I know the solemn monotone Of waters calling unto me I know from whence the airs have blown That whisper of the Eternal Sea.

As low my fires of drift-wood burn, I hear that sea's deep sounds increase, And, fair in sunset light, discern Its mirage-lifted Isles of Peace.

O. W. HOLMES ON HIS EIGHTIETH BIRTH-DAY.

Climbing a path which leads back never more We heard behind his footsteps and his cheer; Now, face to face, we greet him standing here Upon the lonely summit of Fourscore Welcome to us, o'er whom the lengthened day Is closing and the shadows colder grow, His genial presence, like an afterglow, Following the one just vanishing away.

Long be it ere the table shall be set For the last breakfast of the Autocrat, And love repeat with smiles and tears thereat His own sweet songs that time shall not forget.

Waiting with us the call to come up higher, Life is not less, the heavens are only higher!

JAMES RUSSELL LOWELL.

From purest wells of English undefiled None deeper drank than he, the New World's child, Who in the language of their farm-fields spoke The wit and wisdom of New England folk, Shaming a monstrous wrong. The world-wide laugh Provoked thereby might well have shaken half The walls of Slavery down, ere yet the ball And mine of battle overthrew them all.

HAVERHILL. 1640-1890.

Read at the Celebration of the Two Hundred and Fiftieth Anniversary of the City, July 2, 1890.

O river winding to the sea!

We call the old time back to thee; From forest paths and water-ways The century-woven veil we raise.

The voices of to-day are dumb, Unheard its sounds that go and come; We listen, through long-lapsing years, To footsteps of the pioneers.

Gone steepled town and cultured plain, The wilderness returns again, The drear, untrodden solitude, The gloom and mystery of the wood!

Once more the bear and panther prowl, The wolf repeats his hungry howl, And, peering through his leafy screen, The Indian's copper face is seen.

We see, their rude-built huts beside, Grave men and women anxious-eyed, And wistful youth remembering still Dear homes in England's Haverhill.

We summon forth to mortal view Dark Passaquo and Saggahew,-- Wild chiefs, who owned the mighty sway Of wizard Passaconaway.

Weird memories of the border town, By old tradition handed down, In chance and change before us pass Like pictures in a magic glass,--

The terrors of the midnight raid, The-death-concealing ambuscade, The winter march, through deserts wild, Of captive mother, wife, and child.

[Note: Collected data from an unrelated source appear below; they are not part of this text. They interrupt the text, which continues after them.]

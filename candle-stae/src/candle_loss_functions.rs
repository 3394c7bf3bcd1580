use candle_core::{DType, Device, Result, Tensor};

/// Squared reconstruction error of each frame
///
/// err(b,t) = sum_{h,w,c} [ x(b,t,h,w,c) - xhat(b,t,h,w,c) ]^2
///
/// * `x_bthwc` - observed volume
/// * `recon_bthwc` - reconstruction of the same shape
///
pub fn per_frame_squared_error(x_bthwc: &Tensor, recon_bthwc: &Tensor) -> Result<Tensor> {
    x_bthwc.sub(recon_bthwc)?.sqr()?.flatten_from(2)?.sum(2)
}

/// Reconstruction loss: half the mean per-frame error over batch and time
pub fn reconstruction_loss(errors_bt: &Tensor) -> Result<Tensor> {
    errors_bt.mean_all()?.affine(0.5, 0.)
}

/// Sum of `sum(w^2) / 2` over the given weights (zero for none)
pub fn l2_penalty(weights: &[Tensor], device: &Device) -> Result<Tensor> {
    let mut total = Tensor::zeros((), DType::F32, device)?;
    for w in weights {
        total = total.add(&w.sqr()?.sum_all()?.to_dtype(DType::F32)?)?;
    }
    total.affine(0.5, 0.)
}

#[cfg(test)]
mod tests {
    use super::*;

    #[test]
    fn test_per_frame_error() -> Result<()> {
        let dev = Device::Cpu;
        let x = Tensor::ones((2, 3, 4, 4, 1), DType::F32, &dev)?;
        let y = Tensor::zeros((2, 3, 4, 4, 1), DType::F32, &dev)?;
        let err = per_frame_squared_error(&x, &y)?;
        assert_eq!(err.dims(), &[2, 3]);
        let v = err.flatten_all()?.to_vec1::<f32>()?;
        assert!(v.iter().all(|&e| e == 16.));

        let loss = reconstruction_loss(&err)?.to_scalar::<f32>()?;
        assert_eq!(loss, 8.);
        Ok(())
    }

    #[test]
    fn test_l2_penalty() -> Result<()> {
        let dev = Device::Cpu;
        let w1 = Tensor::new(&[1f32, 2.], &dev)?;
        let w2 = Tensor::new(&[[3f32]], &dev)?;
        let pen = l2_penalty(&[w1, w2], &dev)?.to_scalar::<f32>()?;
        assert_eq!(pen, 7.);
        assert_eq!(l2_penalty(&[], &dev)?.to_scalar::<f32>()?, 0.);
        Ok(())
    }
}
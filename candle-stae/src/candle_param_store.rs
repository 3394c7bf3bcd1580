use candle_core::{DType, Device, Error, Result, Shape, Tensor, Var};
use candle_nn::{Init, VarBuilder, VarMap};
use std::collections::BTreeMap;
use std::sync::{Arc, Mutex};

/// What a parameter is used for. The role, not the name, decides
/// whether a tensor is penalized or updated by the optimizer.
#[derive(Clone, Copy, Debug, PartialEq, Eq)]
pub enum ParamRole {
    Kernel,
    Bias,
    Scale,
    Shift,
    RunningStat,
}

impl ParamRole {
    /// only convolution kernels enter the L2 penalty
    pub fn is_regularizable(&self) -> bool {
        matches!(self, ParamRole::Kernel)
    }

    /// running statistics are updated by batch norm, not by gradients
    pub fn is_trainable(&self) -> bool {
        !matches!(self, ParamRole::RunningStat)
    }
}

#[derive(Clone, Debug)]
pub struct NamedParam {
    pub name: String,
    pub role: ParamRole,
    pub var: Var,
}

/// A `VarMap` that also remembers the role of each variable
#[derive(Clone)]
pub struct ParamStore {
    varmap: VarMap,
    roles: Arc<Mutex<BTreeMap<String, ParamRole>>>,
    dtype: DType,
    device: Device,
}

fn poisoned<T>(_: T) -> Error {
    Error::Msg("parameter store lock poisoned".to_string())
}

impl ParamStore {
    pub fn new(dtype: DType, device: &Device) -> Self {
        Self {
            varmap: VarMap::new(),
            roles: Arc::new(Mutex::new(BTreeMap::new())),
            dtype,
            device: device.clone(),
        }
    }

    pub fn root(&self) -> ParamBuilder {
        ParamBuilder {
            store: self.clone(),
            path: vec![],
        }
    }

    pub fn varmap(&self) -> &VarMap {
        &self.varmap
    }

    pub fn dtype(&self) -> DType {
        self.dtype
    }

    pub fn device(&self) -> &Device {
        &self.device
    }

    fn get_with_role<S: Into<Shape>>(
        &self,
        shape: S,
        name: &str,
        init: Init,
        role: ParamRole,
    ) -> Result<Tensor> {
        let vb = VarBuilder::from_varmap(&self.varmap, self.dtype, &self.device);
        let ret = vb.get_with_hints(shape, name, init)?;
        let mut roles = self.roles.lock().map_err(poisoned)?;
        if let Some(prev) = roles.insert(name.to_string(), role) {
            if prev != role {
                candle_core::bail!("parameter {} registered as {:?} and {:?}", name, prev, role);
            }
        }
        Ok(ret)
    }

    /// All parameters sorted by name
    pub fn named_params(&self) -> Result<Vec<NamedParam>> {
        let data = self.varmap.data().lock().map_err(poisoned)?;
        let roles = self.roles.lock().map_err(poisoned)?;
        roles
            .iter()
            .map(|(name, role)| {
                let var = data
                    .get(name)
                    .ok_or_else(|| Error::Msg(format!("unregistered parameter {}", name)))?;
                Ok(NamedParam {
                    name: name.clone(),
                    role: *role,
                    var: var.clone(),
                })
            })
            .collect()
    }

    /// Tensors that contribute to the L2 penalty
    pub fn regularizable(&self) -> Result<Vec<Tensor>> {
        Ok(self
            .named_params()?
            .into_iter()
            .filter(|p| p.role.is_regularizable())
            .map(|p| p.var.as_tensor().clone())
            .collect())
    }

    /// (name, variable) pairs the optimizer should update
    pub fn trainable(&self) -> Result<Vec<(String, Var)>> {
        Ok(self
            .named_params()?
            .into_iter()
            .filter(|p| p.role.is_trainable())
            .map(|p| (p.name, p.var))
            .collect())
    }

    pub fn num_elements(&self) -> Result<usize> {
        Ok(self
            .named_params()?
            .iter()
            .map(|p| p.var.as_tensor().elem_count())
            .sum())
    }
}

/// Hands out parameters under a dotted prefix, much like `VarBuilder::pp`
#[derive(Clone)]
pub struct ParamBuilder {
    store: ParamStore,
    path: Vec<String>,
}

impl ParamBuilder {
    pub fn pp<S: ToString>(&self, s: S) -> Self {
        let mut path = self.path.clone();
        path.push(s.to_string());
        Self {
            store: self.store.clone(),
            path,
        }
    }

    pub fn path(&self, name: &str) -> String {
        if self.path.is_empty() {
            name.to_string()
        } else {
            format!("{}.{}", self.path.join("."), name)
        }
    }

    pub fn get<S: Into<Shape>>(
        &self,
        shape: S,
        name: &str,
        init: Init,
        role: ParamRole,
    ) -> Result<Tensor> {
        self.store
            .get_with_role(shape, &self.path(name), init, role)
    }

    /// Same as `get`, but keeps the handle so the values can be
    /// overwritten outside of the optimizer
    pub fn get_var<S: Into<Shape>>(
        &self,
        shape: S,
        name: &str,
        init: Init,
        role: ParamRole,
    ) -> Result<Var> {
        let t = self.get(shape, name, init, role)?;
        Var::from_tensor(&t)
    }

    pub fn device(&self) -> &Device {
        self.store.device()
    }

    pub fn dtype(&self) -> DType {
        self.store.dtype()
    }
}

/// Glorot/Xavier uniform bounds for a `k x k` convolution
pub fn xavier_conv2d(kernel: usize, in_channels: usize, out_channels: usize) -> Init {
    let fan_in = (kernel * kernel * in_channels) as f64;
    let fan_out = (kernel * kernel * out_channels) as f64;
    let bound = (6.0 / (fan_in + fan_out)).sqrt();
    Init::Uniform {
        lo: -bound,
        up: bound,
    }
}

#[cfg(test)]
mod tests {
    use super::*;

    #[test]
    fn test_roles_are_tracked() -> Result<()> {
        let store = ParamStore::new(DType::F32, &Device::Cpu);
        let pb = store.root().pp("enc").pp(0);
        pb.get((4, 1, 3, 3), "weight", xavier_conv2d(3, 1, 4), ParamRole::Kernel)?;
        pb.get(4, "bias", Init::Const(0.01), ParamRole::Bias)?;
        pb.get_var(4, "running_mean", Init::Const(0.), ParamRole::RunningStat)?;

        let names = store
            .named_params()?
            .into_iter()
            .map(|p| p.name)
            .collect::<Vec<_>>();
        assert_eq!(
            names,
            vec!["enc.0.bias", "enc.0.running_mean", "enc.0.weight"]
        );

        assert_eq!(store.regularizable()?.len(), 1);
        assert_eq!(store.trainable()?.len(), 2);
        assert_eq!(store.num_elements()?, 36 + 4 + 4);
        Ok(())
    }

    #[test]
    fn test_conflicting_role_fails() -> Result<()> {
        let store = ParamStore::new(DType::F32, &Device::Cpu);
        let pb = store.root();
        pb.get(3, "bias", Init::Const(0.), ParamRole::Bias)?;
        assert!(pb.get(3, "bias", Init::Const(0.), ParamRole::Kernel).is_err());
        Ok(())
    }

    #[test]
    fn test_var_shares_storage() -> Result<()> {
        let store = ParamStore::new(DType::F32, &Device::Cpu);
        let var = store
            .root()
            .get_var(2, "stat", Init::Const(1.), ParamRole::RunningStat)?;
        var.set(&Tensor::new(&[3f32, 4.], &Device::Cpu)?)?;

        let stored = store.named_params()?;
        let v = stored[0].var.as_tensor().to_vec1::<f32>()?;
        assert_eq!(v, vec![3., 4.]);
        Ok(())
    }
}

Ah! bleeding hands alone subdued And tamed the savage habitude Of forests hiding beasts of prey, And human shapes as fierce as they.

Slow from the plough the woods withdrew, Slowly each year the corn-lands grew; Nor fire, nor frost, nor foe could kill The Saxon energy of will.

And never in the hamlet's bound Was lack of sturdy manhood found, And never failed the kindred good Of brave and helpful womanhood.

That hamlet now a city is, Its log-built huts are palaces; The wood-path of the settler's cow Is Traffic's crowded highway now.

And far and wide it stretches still, Along its southward sloping hill, And overlooks on either hand A rich and many-watered land.

And, gladdening all the landscape, fair As Pison was to Eden's pair, Our river to its valley brings The blessing of its mountain springs.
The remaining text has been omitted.